On the governance front, we are now making progress toward agreement on a very important set of reforms to create a stronger IMF. These changes would strengthen the financial position of the Fund, allow it to respond more quickly and forcefully to future crises, and give the fastest growing emerging economies greater weight in the institution and a greater share of seats on the Board.
We want to make sure these changes go far enough in rebalancing rights and responsibilities of the members of the institutions. And for this reason, an agreement to modernize the governance of the IMF needs to be accompanied by more progress in encouraging countries, particularly the surplus countries, to pursue more market-oriented exchange rate policies and policies that will reduce reliance on exports and strengthen domestic demand.
We will be exploring with the other major economies some suggestions on how best to advance these objectives.
I want to conclude by emphasizing that we recognize the special responsibility of the United States for contributing to a more stable global financial system and a more balanced and sustainable pattern of growth.
We have moved aggressively to do our part to help bring the world out of crisis. We are working very hard to repair our financial system, to fix what was broken, and to reduce the future risk of financial crises here at home. We have seen a very significant increase in private savings by households. Our external deficit has fallen sharply, and we are financing at home a much larger share of the fiscal deficits we inherited.
We still have a lot of challenges ahead of us to strengthen growth and to restore fiscal sustainability. And we expect to work closely with Congress in the months ahead on how best to move forward.
NOTE The following text is a quote:
October 9, 2010
Statement by Secretary Timothy F. Geithner at the International Monetary and Financial Committee (IMFC) Meeting
As we meet this weekend, we should recognize the recent historic accomplishments of the countries gathered here. Two years ago, the world economy was in the grip of an economic crisis on a scale not seen since the Great Depression.
Together, we committed to and implemented an aggressive, unprecedented response to the crisis. That response calmed markets, stabilized and initiated reforms to our financial systems, and put the global economy on a path to growth.
But we should also recognize that our work is far from done. As the IMF highlights in its current World Economic Outlook, the global economy continues to mend.

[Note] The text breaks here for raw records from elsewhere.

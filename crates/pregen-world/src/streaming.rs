//! World streaming and chunk management.

use dashmap::DashMap;
use parking_lot::RwLock;
use pregen_common::{
    ChunkCoord, ChunkPopulator, DurableFlush, WorldError, WorldResult, CHUNK_SIZE,
};
use std::path::PathBuf;
use std::sync::Arc;
use tracing::{debug, info, warn};

use crate::chunk::{Chunk, ChunkResult};
use crate::generation::WorldGenerator;

/// Chunk manager configuration.
#[derive(Debug, Clone)]
pub struct StreamingConfig {
    /// World save directory
    pub save_dir: PathBuf,
    /// Maximum loaded chunks
    pub max_loaded_chunks: usize,
    /// Chunk size
    pub chunk_size: u32,
}

impl Default for StreamingConfig {
    fn default() -> Self {
        Self {
            save_dir: PathBuf::from("saves/world"),
            max_loaded_chunks: 1024,
            chunk_size: CHUNK_SIZE,
        }
    }
}

/// Manages chunk loading, unloading, and persistence.
///
/// Every method takes `&self`, so one manager can be shared between the
/// fill job and the border collaborator behind an `Arc`.
pub struct ChunkManager {
    /// Configuration
    config: StreamingConfig,
    /// Loaded chunks
    chunks: DashMap<ChunkCoord, Arc<RwLock<Chunk>>>,
    /// World generator
    generator: WorldGenerator,
}

impl ChunkManager {
    /// Creates a new chunk manager.
    #[must_use]
    pub fn new(config: StreamingConfig, generator: WorldGenerator) -> Self {
        Self {
            config,
            chunks: DashMap::new(),
            generator,
        }
    }

    /// Gets or loads a chunk at the given coordinate, generating it when it
    /// has never been saved.
    pub fn get_chunk(&self, coord: ChunkCoord) -> Arc<RwLock<Chunk>> {
        if let Some(chunk) = self.chunks.get(&coord) {
            return Arc::clone(chunk.value());
        }

        let chunk = match self.load_from_disk(coord) {
            Ok(c) => c,
            Err(e) => {
                if self.chunk_path(coord).exists() {
                    warn!("Regenerating unreadable chunk {coord}: {e}");
                }
                let mut generated = self.generator.generate_chunk(coord);
                generated.mark_dirty();
                generated
            },
        };

        let chunk_arc = Arc::new(RwLock::new(chunk));
        self.chunks.insert(coord, Arc::clone(&chunk_arc));
        chunk_arc
    }

    /// Checks if a chunk is loaded.
    #[must_use]
    pub fn is_loaded(&self, coord: ChunkCoord) -> bool {
        self.chunks.contains_key(&coord)
    }

    /// Checks if a chunk exists on disk.
    #[must_use]
    pub fn is_saved(&self, coord: ChunkCoord) -> bool {
        self.chunk_path(coord).exists()
    }

    /// Returns the number of loaded chunks.
    #[must_use]
    pub fn loaded_count(&self) -> usize {
        self.chunks.len()
    }

    /// Saves all dirty chunks to disk.
    ///
    /// Every chunk is attempted; the first failure is reported after the
    /// rest have been written.
    pub fn save_all(&self) -> WorldResult<usize> {
        let mut saved = 0;
        let mut first_error = None;
        for entry in &self.chunks {
            let mut chunk = entry.value().write();
            if !chunk.is_dirty() {
                continue;
            }
            match self.save_to_disk(&chunk) {
                Ok(()) => {
                    chunk.mark_clean();
                    saved += 1;
                },
                Err(e) => {
                    warn!("Failed to save chunk {}: {e}", chunk.coord());
                    if first_error.is_none() {
                        first_error = Some(e);
                    }
                },
            }
        }
        info!("Saved {saved} chunks");
        match first_error {
            Some(e) => Err(WorldError::SaveFailed(e.to_string())),
            None => Ok(saved),
        }
    }

    /// Saves everything and drops all loaded chunks, releasing their memory.
    pub fn unload_all(&self) -> WorldResult<usize> {
        let saved = self.save_all()?;
        self.chunks.clear();
        debug!("Unloaded all chunks");
        Ok(saved)
    }

    /// Loads a chunk from disk.
    fn load_from_disk(&self, coord: ChunkCoord) -> ChunkResult<Chunk> {
        let bytes = std::fs::read(self.chunk_path(coord))?;
        Chunk::from_bytes(&bytes)
    }

    /// Saves a chunk to disk.
    fn save_to_disk(&self, chunk: &Chunk) -> ChunkResult<()> {
        let path = self.chunk_path(chunk.coord());
        if let Some(parent) = path.parent() {
            std::fs::create_dir_all(parent)?;
        }
        let bytes = chunk.to_bytes()?;
        std::fs::write(&path, bytes)?;
        Ok(())
    }

    /// Returns the file path for a chunk.
    fn chunk_path(&self, coord: ChunkCoord) -> PathBuf {
        self.config
            .save_dir
            .join(format!("chunk_{}_{}.pgch", coord.x, coord.z))
    }

    /// Unloads chunks if over the limit.
    ///
    /// A dirty chunk is only dropped once it is on disk. One that fails to
    /// save stays loaded and dirty so the next `save_all` retries it.
    fn maybe_unload_chunks(&self) {
        if self.chunks.len() <= self.config.max_loaded_chunks {
            return;
        }

        let to_remove = self.chunks.len() - self.config.max_loaded_chunks;
        let coords: Vec<_> = self
            .chunks
            .iter()
            .take(to_remove)
            .map(|e| *e.key())
            .collect();

        for coord in coords {
            let Some(chunk) = self.chunks.get(&coord).map(|e| Arc::clone(e.value())) else {
                continue;
            };
            {
                let mut c = chunk.write();
                if c.is_dirty() {
                    if let Err(e) = self.save_to_disk(&c) {
                        warn!("Keeping chunk {coord} loaded, eviction save failed: {e}");
                        continue;
                    }
                    c.mark_clean();
                }
            }
            self.chunks.remove(&coord);
        }
    }
}

impl ChunkPopulator for ChunkManager {
    fn populate(&self, coord: ChunkCoord) -> WorldResult<()> {
        let chunk = self.get_chunk(coord);
        {
            let mut guard = chunk.write();
            if self.generator.populate(&mut guard) {
                debug!("Populated chunk {coord}");
            }
        }
        self.maybe_unload_chunks();
        Ok(())
    }
}

impl DurableFlush for ChunkManager {
    fn flush_all(&self) -> WorldResult<usize> {
        self.save_all()
    }
}
//! Host side of the step restart.

use std::sync::Arc;

use pregen_job::{ResetInPlace, RestartOutcome, RestartPolicy};
use pregen_world::ChunkManager;
use tracing::{info, warn};

use crate::config::RestartMode;

/// Restart policy chosen by `server.restart_mode`.
pub enum HostRestart {
    /// Leave the tick loop and exit; the job resumes on the next start
    Exit,
    /// Drop every loaded chunk and resume from the checkpoint at once
    InProcess(ResetInPlace<Box<dyn FnMut()>>),
}

impl HostRestart {
    /// Policy for `mode`, unloading `world` when restarting in place.
    pub fn new(mode: RestartMode, world: Arc<ChunkManager>) -> Self {
        match mode {
            RestartMode::Exit => Self::Exit,
            RestartMode::InProcess => {
                let reset: Box<dyn FnMut()> = Box::new(move || match world.unload_all() {
                    Ok(saved) => info!("Released all chunks ({saved} written)"),
                    Err(e) => warn!("Failed to write chunks while releasing them: {e}"),
                });
                Self::InProcess(ResetInPlace::new(reset))
            },
        }
    }
}

impl RestartPolicy for HostRestart {
    fn restart(&mut self) -> RestartOutcome {
        match self {
            Self::Exit => {
                info!("Shutting down now to start the next step");
                RestartOutcome::Terminating
            },
            Self::InProcess(reset) => {
                info!("Restarting in place for the next step");
                reset.restart()
            },
        }
    }
}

But we face a series of challenges that require collective will and commitment to meet effectively. The most important of these is how to strengthen the pace of growth and repair, and to do so in a way that provides the basis for a more balanced—and therefore more sustainable—global recovery.
More balanced growth is fundamental
The IMF forecasts the world economy will grow at a respectable annual rate of around four percent in 2011. Growth is very strong in many of the major emerging economies. In the major advanced economies, however, output and employment are still substantially below pre-crisis levels, and growth is now running at a pace not rapid enough to quickly repair the substantial economic damage remaining from the crisis.
The greatest risk, therefore, to the world economy today is that the largest economies underachieve on growth. We must continue providing well-targeted support for the recovery in the near term even as we put in place plans to help ensure fiscal sustainability over the long term.
For the recovery to be sustainable there must also be a change in the pattern of global growth. For too long, many countries oriented their economies toward producing for export rather than consuming at home, counting on the United States to import many more of their goods and services then they bought of ours.
The United States is doing and will do its part to achieve this adjustment towards more balanced growth. We have taken steps to raise national savings. Private savings have increased significantly. And we will bring down our fiscal deficit to a sustainable level as the recovery strengthens. But as America saves more, countries overly reliant on exports for their own growth will need to change their policies, or else global growth will slow and all of us will be worse off.
Countries that chronically run large surpluses need to undertake policies that will boost their domestic demand. And it is critical to see more progress by the major emerging economies to more flexible, more market-oriented exchange rate management. This is particularly important for those countries whose currencies are significantly undervalued.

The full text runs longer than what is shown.